PARTIALLY DISSENTING OPINION
OF JUDGE JACKMAN
I am unable to join the majority of the Court in its decision to admit the
second preliminary objection raised by the State in this case.
By the motion in question, the State has called upon the Court to hold that
the Inter-American Commission on Human Rights “lacks competence to apply
(aplicar) international humanitarian law and other international treaties…”. The
Court has so held.
It is my respectful submission that the motion ought to have been dismissed
as being impertinent and irrelevant, and as not possessing the juridical character of
a preliminary objection.
Although Article 36 of the Court’s Rules of Procedure does not define the term
“preliminary objections”, the scope and purpose of such pleas or motions are
abundantly clear from international law and practice.
The Dictionnaire de la
terminologie du droit international proposes the following definition:
“Method employed in the preliminary phase of a proceeding with the aim of obtaining a
decision from the tribunal on a preliminary question before entering into an analysis of
the merits of the case, the purpose of the motion most often being to prevent the
question from being dealt with in the context of the merits themselves.” 1
The learned writer Shabtai Rosenne (The Law and Practice of the
International Court, 1985 at p. 457) argues that
“…it is not sufficient for a party to entitle a document ‘preliminary objection’… In addition
to matters of form, the plea has to show the essential juridical characteristics which
gave it its preliminary character in the concrete case, which demonstrate that, in the
concrete case, it is a challenge to the jurisdiction of the Court. As the anticipated
effect of a judgment on a preliminary objection is to determine whether the proceedings
on the merits will or will not be resumed, if the plea does not have that anticipated
effect, it will not be a genuine preliminary objection…[T]he plea has to relate to
the jurisdiction of the Court on the merits of the case as presented in the
application…” (Emphases added)
The present objection purports to challenge, not the jurisdiction of the Court,
which is the tribunal seised of the case, but, rather, the jurisdiction of the
Commission, which, from the moment it presents a case before the Court, is
automatically disseised, having no juridical role in the matter other than that
assigned to it in Article 57 of the American Convention on Human Rights,: “The
Commission shall appear in all cases before the Court.”
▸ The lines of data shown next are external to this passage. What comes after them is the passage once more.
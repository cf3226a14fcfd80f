//! Packing state.
//!
//! Everything the packer mutates lives in one [`LayoutContext`]. Pieces of
//! the column being built are kept in column-local coordinates (origin at the
//! right edge of the label gutter, y = 0 at the column top) and only written
//! to the output grid when the column closes:
//!
//! ```text
//!        -gutter        0                                row_width
//!   y=0   [1][5]  ┌──────┐ ┌──┐ ┌────┐                      │   band 0
//!                 └──────┘ └──┘ └────┘                      │
//!         ┌───┐ ┌─────┐ ┌──┐                                │   band 1
//!         └───┘ └─────┘ └──┘                                │
//!         ▪  ▪  ▪  ▪  ▪  ▪  ▪  ▪  ▪  ▪  ▪  ▪  ▪  ▪  ▪  ▪    │   spacers
//!         [3][0]  ┌────────┐ ┌────────┐                     │   band 2
//! ```
//!
//! A band is one row of the column. On close, band `r` moves down by
//! `r × stretch` so the column fills its height.

use super::glyphs::{self, GLYPH_HEIGHT, SPACER_PITCH, SPACER_SIZE, label_width};
use super::grid::OutputGrid;
use super::{LabelMetadata, Layout, LayoutConfig, PlacementEntry, spacing, zoom_hint};
use crate::{BoundingBox, ClassificationRecord, Pattern};

/// Rows between the bottom of a column's content and the next period label.
const LABEL_GAP: i64 = 7;
/// Spacer row offset above a label.
const SPACER_RISE: i64 = 4;
/// Rows below a label top where content may run under the label gutter.
const LABEL_CLEARANCE: i64 = 16;
/// Dead columns between two column regions.
const COLUMN_GAP: i64 = 3;

#[derive(Debug, Clone, Copy)]
enum PieceKind {
    Digit(u8),
    Spacer,
    Stamp { record: usize, row: usize, column: usize },
}

/// Something waiting to be stamped, in column-local coordinates.
#[derive(Debug, Clone, Copy)]
struct Piece {
    kind: PieceKind,
    period: u64,
    x: i64,
    y: i64,
    width: i64,
    height: i64,
    band: usize,
}

/// How far a group got before the column ran out.
enum Fill {
    Done,
    /// The group started below other content; take it all back.
    Withdraw,
    /// The group started at the top; the first `n` items stay.
    Split(usize),
}

/// Column state to return to when a group is withdrawn.
struct Mark {
    pieces: usize,
    bands: usize,
    bottom: i64,
    gutter: i64,
    right: i64,
    group_rows: usize,
}

pub(crate) struct LayoutContext<'a> {
    records: &'a [ClassificationRecord],
    config: LayoutConfig,
    grid: OutputGrid,
    placements: Vec<PlacementEntry>,
    labels: Vec<LabelMetadata>,
    periods: Vec<u64>,

    // --- Current column ---
    region: usize,
    region_x: i64,
    column: Vec<Piece>,
    bands: usize,
    /// First row below everything placed in the column.
    bottom: i64,
    /// Widest label in the column.
    gutter: i64,
    /// Right edge of the column; wider than `row_width` after an overflow.
    right: i64,

    // --- Current group ---
    label_y: i64,
    label_width: i64,
    /// Rows of the current period group so far, across columns.
    group_rows: usize,

    // --- Pending row ---
    row: Vec<Piece>,
    row_y: i64,
    cursor_x: i64,
    row_height: i64,
}

impl<'a> LayoutContext<'a> {
    pub(crate) fn new(records: &'a [ClassificationRecord], config: LayoutConfig) -> Self {
        let right = config.row_width;
        LayoutContext {
            records,
            config,
            grid: OutputGrid::new(),
            placements: Vec::new(),
            labels: Vec::new(),
            periods: Vec::new(),
            region: 0,
            region_x: 0,
            column: Vec::new(),
            bands: 0,
            bottom: 0,
            gutter: 0,
            right,
            label_y: 0,
            label_width: 0,
            group_rows: 0,
            row: Vec::new(),
            row_y: 0,
            cursor_x: 0,
            row_height: 0,
        }
    }

    /// Pack one period group. `items` index into the record slice, already
    /// in placement order.
    pub(crate) fn pack_group(&mut self, period: u64, items: &[usize]) {
        self.periods.push(period);
        self.group_rows = 0;
        let mut remaining = items;

        while !remaining.is_empty() {
            let began_at_top = self.column.is_empty();
            let mark = self.mark();
            self.open_group(period, remaining);

            match self.fill_rows(period, remaining, began_at_top) {
                Fill::Done => {
                    self.close_row(period);
                    return;
                }
                Fill::Withdraw => {
                    tracing::debug!(period, region = self.region, "group does not fit below; moving to a new column");
                    self.restore(mark);
                    self.close_column();
                }
                Fill::Split(placed) => {
                    tracing::debug!(period, placed, region = self.region, "group continues in a new column");
                    self.close_row(period);
                    self.close_column();
                    remaining = &remaining[placed..];
                }
            }
        }
    }

    /// Close the last column and hand over the result.
    pub(crate) fn finish(mut self) -> Layout {
        self.close_column();
        Layout {
            grid: self.grid,
            placements: self.placements,
            labels: self.labels,
            columns: self.region,
            periods: self.periods,
        }
    }

    // --- Groups and rows ---

    /// Place the label (and the spacer row when below other content) and set
    /// the cursor for the group's first row.
    fn open_group(&mut self, period: u64, items: &[usize]) {
        let width = label_width(period);
        let sp = spacing(period);
        let top = if self.column.is_empty() { 0 } else { self.bottom + LABEL_GAP };

        self.label_y = top;
        self.label_width = width;
        self.gutter = self.gutter.max(width);

        for (x, value) in glyphs::label_digits(period) {
            self.column.push(Piece {
                kind: PieceKind::Digit(value),
                period,
                x,
                y: top,
                width: glyphs::DIGIT_PITCH,
                height: GLYPH_HEIGHT,
                band: self.bands,
            });
        }
        if top > 0 {
            let mut x = -width;
            while x < self.config.row_width - SPACER_PITCH {
                self.column.push(Piece {
                    kind: PieceKind::Spacer,
                    period,
                    x,
                    y: top - SPACER_RISE,
                    width: SPACER_SIZE,
                    height: SPACER_SIZE,
                    band: self.bands,
                });
                x += SPACER_PITCH;
            }
        }
        self.bottom = self.bottom.max(top + GLYPH_HEIGHT);

        // a group that would just spill past the row fits on one row under the label
        let total: i64 = items.iter().map(|&i| self.records[i].width + sp).sum::<i64>() - sp;
        let row_width = self.config.row_width;
        if row_width <= total && total < row_width + width {
            self.row_y = top + LABEL_CLEARANCE;
            self.cursor_x = -width;
        } else {
            self.row_y = top;
            self.cursor_x = 0;
        }
        self.row.clear();
        self.row_height = 0;
    }

    fn fill_rows(&mut self, period: u64, items: &[usize], began_at_top: bool) -> Fill {
        let sp = spacing(period);
        let records = self.records;

        for (placed, &index) in items.iter().enumerate() {
            let record = &records[index];
            if !self.row.is_empty() && self.cursor_x + record.width > self.config.row_width {
                self.close_row(period);
            }

            if self.row_y + record.height > self.config.column_height {
                if !(began_at_top && placed == 0) {
                    return if began_at_top { Fill::Split(placed) } else { Fill::Withdraw };
                }
                tracing::warn!(
                    index = record.index,
                    height = record.height,
                    column_height = self.config.column_height,
                    "pattern taller than a column; placing it anyway"
                );
            }
            if self.row.is_empty() && self.cursor_x + record.width > self.config.row_width {
                tracing::warn!(
                    index = record.index,
                    width = record.width,
                    "pattern wider than a row; placing it alone"
                );
            }

            self.row.push(Piece {
                kind: PieceKind::Stamp { record: index, row: self.group_rows, column: self.row.len() },
                period,
                x: self.cursor_x,
                y: self.row_y,
                width: record.width,
                height: record.height,
                band: self.bands,
            });
            self.cursor_x += record.width + sp;
            self.row_height = self.row_height.max(record.height);
        }

        Fill::Done
    }

    /// Spread the pending row over the row width and commit it to the column.
    fn close_row(&mut self, period: u64) {
        if self.row.is_empty() {
            return;
        }
        let n = self.row.len() as i64;
        let shift = (self.config.row_width - self.cursor_x).max(0) / n;

        for (i, mut piece) in self.row.drain(..).enumerate() {
            piece.x += i as i64 * shift;
            self.right = self.right.max(piece.x + piece.width);
            self.column.push(piece);
        }

        self.bottom = self.bottom.max(self.row_y + self.row_height);
        self.bands += 1;
        self.group_rows += 1;
        self.row_y += self.row_height + spacing(period);
        self.cursor_x = if self.row_y >= self.label_y + LABEL_CLEARANCE { -self.label_width } else { 0 };
        self.row_height = 0;
    }

    fn mark(&self) -> Mark {
        Mark {
            pieces: self.column.len(),
            bands: self.bands,
            bottom: self.bottom,
            gutter: self.gutter,
            right: self.right,
            group_rows: self.group_rows,
        }
    }

    fn restore(&mut self, mark: Mark) {
        self.column.truncate(mark.pieces);
        self.bands = mark.bands;
        self.bottom = mark.bottom;
        self.gutter = mark.gutter;
        self.right = mark.right;
        self.group_rows = mark.group_rows;
        self.row.clear();
    }

    // --- Columns ---

    /// Stretch, translate and stamp the current column, then start the next
    /// region to its right.
    fn close_column(&mut self) {
        if self.column.is_empty() {
            return;
        }

        let height = self.config.column_height;
        let stretch = self
            .column
            .iter()
            .filter(|p| p.band > 0)
            .map(|p| (height - (p.y + p.height)).max(0) / p.band as i64)
            .min()
            .unwrap_or(0);

        let origin_x = self.region_x + self.gutter;
        let bottom =
            self.column.iter().map(|p| p.y + p.band as i64 * stretch + p.height).max().unwrap_or(0).max(height);
        self.grid.fill_dead(BoundingBox::new(self.region_x, origin_x + self.right - 1, 0, bottom - 1));

        let records = self.records;
        let pieces = std::mem::take(&mut self.column);
        for piece in &pieces {
            let x = origin_x + piece.x;
            let y = piece.y + piece.band as i64 * stretch;
            match piece.kind {
                PieceKind::Digit(value) => self.stamp(glyphs::digit(value), x, y),
                PieceKind::Spacer => self.stamp(glyphs::spacer(), x, y),
                PieceKind::Stamp { record, row, column } => {
                    let rec = &records[record];
                    let (stamp_x, stamp_y) = (x + rec.offset_x, y + rec.offset_y);
                    self.stamp(&rec.cells, stamp_x, stamp_y);
                    self.placements.push(PlacementEntry {
                        record,
                        period: piece.period,
                        x: stamp_x,
                        y: stamp_y,
                        row,
                        column,
                        column_region: self.region,
                        footprint: BoundingBox::new(x, x + piece.width - 1, y, y + piece.height - 1),
                    });
                    if let Some(live) = rec.cells.bounding_box() {
                        let live = live.translate(stamp_x, stamp_y);
                        self.labels.push(LabelMetadata {
                            center_x: (live.min_x + live.max_x).div_euclid(2),
                            center_y: (live.min_y + live.max_y).div_euclid(2),
                            zoom: zoom_hint(live.width()),
                            text: rec.annotation.display_text(),
                        });
                    }
                }
            }
        }

        tracing::debug!(
            region = self.region,
            pieces = pieces.len(),
            stretch,
            gutter = self.gutter,
            "closed column"
        );

        self.region += 1;
        self.region_x = origin_x + self.right + COLUMN_GAP;
        self.bands = 0;
        self.bottom = 0;
        self.gutter = 0;
        self.right = self.config.row_width;
    }

    fn stamp(&mut self, pattern: &Pattern, x: i64, y: i64) {
        let collisions = self.grid.stamp(pattern, x, y);
        if collisions > 0 {
            tracing::warn!(x, y, collisions, "stamp overlaps live cells");
        }
    }
}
Thus, the question whether or not the Commission is competent to apply
international humanitarian law is, at best, moot, and at worst impertinent and
irrelevant, since an answer in the affirmative would in no way affect the jurisdiction
of the Court to hear the case. While I entirely support the view that neither the
Court nor the Commission is authorised by the Convention to apply international
humanitarian law in matters brought before them, I find it impossible to hold that
1
Translated by the Secretariat of the Court.